### EXERCISE GOAL
Entries follow. Return each line that contains the word "Option".

### TASK INPUTS

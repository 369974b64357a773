/// Export price table and cost helpers.
///
/// Bundle prices (full jersey, full jersey with collar) are published
/// constants and are cheaper than the sum of their parts; they are never
/// derived from the per-part prices.
use jersey_studio_config::JerseyView;
use serde::Serialize;

use crate::error::LedgerError;

/// Point cost of each export.
pub struct PointCosts;

impl PointCosts {
    pub const FRONT_IMAGE: u64 = 1;
    pub const BACK_IMAGE: u64 = 2;
    /// Per sleeve.
    pub const SLEEVE: u64 = 1;
    pub const COLLAR: u64 = 1;
    /// Front + back + 2 sleeves.
    pub const FULL_JERSEY: u64 = 4;
    /// Front + back + 2 sleeves + collar.
    pub const FULL_JERSEY_WITH_COLLAR: u64 = 5;
}

/// A priced export unit.
#[derive(Debug, Clone, Copy, PartialEq, Eq, Hash, Serialize)]
#[serde(rename_all = "kebab-case")]
pub enum ExportKind {
    Front,
    Back,
    Sleeve,
    Collar,
    FullJersey,
    FullJerseyWithCollar,
}

impl ExportKind {
    pub fn cost(self) -> u64 {
        match self {
            ExportKind::Front => PointCosts::FRONT_IMAGE,
            ExportKind::Back => PointCosts::BACK_IMAGE,
            ExportKind::Sleeve => PointCosts::SLEEVE,
            ExportKind::Collar => PointCosts::COLLAR,
            ExportKind::FullJersey => PointCosts::FULL_JERSEY,
            ExportKind::FullJerseyWithCollar => PointCosts::FULL_JERSEY_WITH_COLLAR,
        }
    }

    /// The single-part export for a jersey view.
    pub fn for_view(view: JerseyView) -> Self {
        match view {
            JerseyView::Front => ExportKind::Front,
            JerseyView::Back => ExportKind::Back,
            JerseyView::LeftSleeve | JerseyView::RightSleeve => ExportKind::Sleeve,
            JerseyView::Collar => ExportKind::Collar,
        }
    }

    /// Transaction description for exporting `count` units,
    /// e.g. `"Exported 3 full jerseys with collar"`.
    pub fn describe(self, count: u64) -> String {
        let s = if count > 1 { "s" } else { "" };
        match self {
            ExportKind::Front => format!("Exported {count} front image{s}"),
            ExportKind::Back => format!("Exported {count} back image{s}"),
            ExportKind::Sleeve => format!("Exported {count} sleeve{s}"),
            ExportKind::Collar => format!("Exported {count} collar{s}"),
            ExportKind::FullJersey => format!("Exported {count} full jersey{s}"),
            ExportKind::FullJerseyWithCollar => {
                format!("Exported {count} full jersey{s} with collar")
            }
        }
    }

    /// Recovers the export kind from a usage description.
    pub fn from_description(description: &str) -> Option<Self> {
        let lower = description.to_lowercase();
        if lower.contains("full jersey") {
            if lower.contains("with collar") {
                return Some(ExportKind::FullJerseyWithCollar);
            }
            return Some(ExportKind::FullJersey);
        }
        [
            ("front", ExportKind::Front),
            ("back", ExportKind::Back),
            ("sleeve", ExportKind::Sleeve),
            ("collar", ExportKind::Collar),
        ]
        .into_iter()
        .find(|(needle, _)| lower.contains(needle))
        .map(|(_, kind)| kind)
    }
}

/// Shape of a bulk export.
#[derive(Debug, Clone, Copy, Default, PartialEq, Eq, Serialize)]
pub struct ExportRequest {
    pub front: u64,
    pub back: u64,
    pub sleeves: u64,
    pub collars: u64,
    pub full_jerseys: u64,
    pub full_jerseys_with_collar: u64,
}

impl ExportRequest {
    /// Prices the export of one player's selected views.
    ///
    /// Front, back and both sleeves together are billed as a full jersey
    /// (plus the collar, billed as the collar bundle).
    pub fn for_views(views: &[JerseyView]) -> Self {
        let has = |v: JerseyView| views.contains(&v);
        let full = has(JerseyView::Front)
            && has(JerseyView::Back)
            && has(JerseyView::LeftSleeve)
            && has(JerseyView::RightSleeve);

        if full {
            return if has(JerseyView::Collar) {
                Self {
                    full_jerseys_with_collar: 1,
                    ..Self::default()
                }
            } else {
                Self {
                    full_jerseys: 1,
                    ..Self::default()
                }
            };
        }

        let mut request = Self::default();
        let mut seen = Vec::with_capacity(views.len());
        for &view in views {
            if seen.contains(&view) {
                continue;
            }
            seen.push(view);
            match ExportKind::for_view(view) {
                ExportKind::Front => request.front += 1,
                ExportKind::Back => request.back += 1,
                ExportKind::Sleeve => request.sleeves += 1,
                _ => request.collars += 1,
            }
        }
        request
    }

    /// Multiplies every count by `players`.
    pub fn times(self, players: u64) -> Self {
        Self {
            front: self.front.saturating_mul(players),
            back: self.back.saturating_mul(players),
            sleeves: self.sleeves.saturating_mul(players),
            collars: self.collars.saturating_mul(players),
            full_jerseys: self.full_jerseys.saturating_mul(players),
            full_jerseys_with_collar: self.full_jerseys_with_collar.saturating_mul(players),
        }
    }

    pub fn cost(&self) -> u64 {
        [
            (self.front, ExportKind::Front),
            (self.back, ExportKind::Back),
            (self.sleeves, ExportKind::Sleeve),
            (self.collars, ExportKind::Collar),
            (self.full_jerseys, ExportKind::FullJersey),
            (self.full_jerseys_with_collar, ExportKind::FullJerseyWithCollar),
        ]
        .into_iter()
        .fold(0u64, |total, (count, kind)| {
            total.saturating_add(count.saturating_mul(kind.cost()))
        })
    }

    /// Description for the usage transaction recorded for this export.
    pub fn describe(&self) -> String {
        let parts: Vec<String> = [
            (self.full_jerseys_with_collar, ExportKind::FullJerseyWithCollar),
            (self.full_jerseys, ExportKind::FullJersey),
            (self.front, ExportKind::Front),
            (self.back, ExportKind::Back),
            (self.sleeves, ExportKind::Sleeve),
            (self.collars, ExportKind::Collar),
        ]
        .into_iter()
        .filter(|(count, _)| *count > 0)
        .map(|(count, kind)| kind.describe(count))
        .collect();

        if parts.is_empty() {
            "Exported nothing".to_string()
        } else {
            parts.join("; ")
        }
    }
}

pub fn export_cost(kind: ExportKind) -> u64 {
    kind.cost()
}

pub fn generate_transaction_description(kind: ExportKind, count: u64) -> String {
    kind.describe(count)
}

pub fn export_kind_from_description(description: &str) -> Option<ExportKind> {
    ExportKind::from_description(description)
}

/// Points needed for a bulk export of individual parts.
pub fn calculate_bulk_export_cost(front: u64, back: u64, sleeves: u64, collars: u64) -> u64 {
    ExportRequest {
        front,
        back,
        sleeves,
        collars,
        ..ExportRequest::default()
    }
    .cost()
}

/// Points needed for one full jersey set.
pub fn calculate_full_jersey_cost(include_collar: bool) -> u64 {
    if include_collar {
        ExportKind::FullJerseyWithCollar.cost()
    } else {
        ExportKind::FullJersey.cost()
    }
}

/// How many exports of each kind a balance covers.
#[derive(Debug, Clone, Copy, PartialEq, Eq, Serialize)]
pub struct ExportEstimate {
    pub front_only: u64,
    pub back_only: u64,
    pub full_jersey: u64,
    pub full_jersey_with_collar: u64,
    pub sleeves: u64,
    pub collars: u64,
}

pub fn estimate_exports(balance: u64) -> ExportEstimate {
    ExportEstimate {
        front_only: balance / PointCosts::FRONT_IMAGE,
        back_only: balance / PointCosts::BACK_IMAGE,
        full_jersey: balance / PointCosts::FULL_JERSEY,
        full_jersey_with_collar: balance / PointCosts::FULL_JERSEY_WITH_COLLAR,
        sleeves: balance / PointCosts::SLEEVE,
        collars: balance / PointCosts::COLLAR,
    }
}

/// Checks a balance against a cost before starting an export.
pub fn validate_points_balance(current: u64, needed: u64) -> Result<(), LedgerError> {
    if current < needed {
        return Err(LedgerError::InsufficientPoints {
            needed,
            available: current,
        });
    }
    Ok(())
}

/// Points returned for a failed or cancelled export, rounded down.
pub fn calculate_refund(points_used: u64, percentage: u32) -> u64 {
    let refund = u128::from(points_used) * u128::from(percentage) / 100;
    u64::try_from(refund).unwrap_or(u64::MAX)
}

/// Groups digits the Indian way: `1234567` → `12,34,567`.
pub fn format_points(points: u64) -> String {
    group_indian(&points.to_string())
}

/// Formats rupees with two decimals: `1000.0` → `₹1,000.00`.
pub fn format_currency(amount: f64) -> String {
    let paise = (amount.abs() * 100.0).round() as u64;
    let sign = if amount < 0.0 && paise > 0 { "-" } else { "" };
    format!(
        "{sign}₹{}.{:02}",
        group_indian(&(paise / 100).to_string()),
        paise % 100
    )
}

fn group_indian(digits: &str) -> String {
    if digits.len() <= 3 {
        return digits.to_string();
    }
    let (head, tail) = digits.split_at(digits.len() - 3);

    let mut groups: Vec<&str> = Vec::new();
    let mut end = head.len();
    while end > 0 {
        let start = end.saturating_sub(2);
        groups.push(&head[start..end]);
        end = start;
    }
    groups.reverse();
    format!("{},{tail}", groups.join(","))
}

### SOLUTION FOR THIS PROBLEM
    pub fn from_description(description: &str) -> Option<Self> {
pub fn export_kind_from_description(description: &str) -> Option<ExportKind> {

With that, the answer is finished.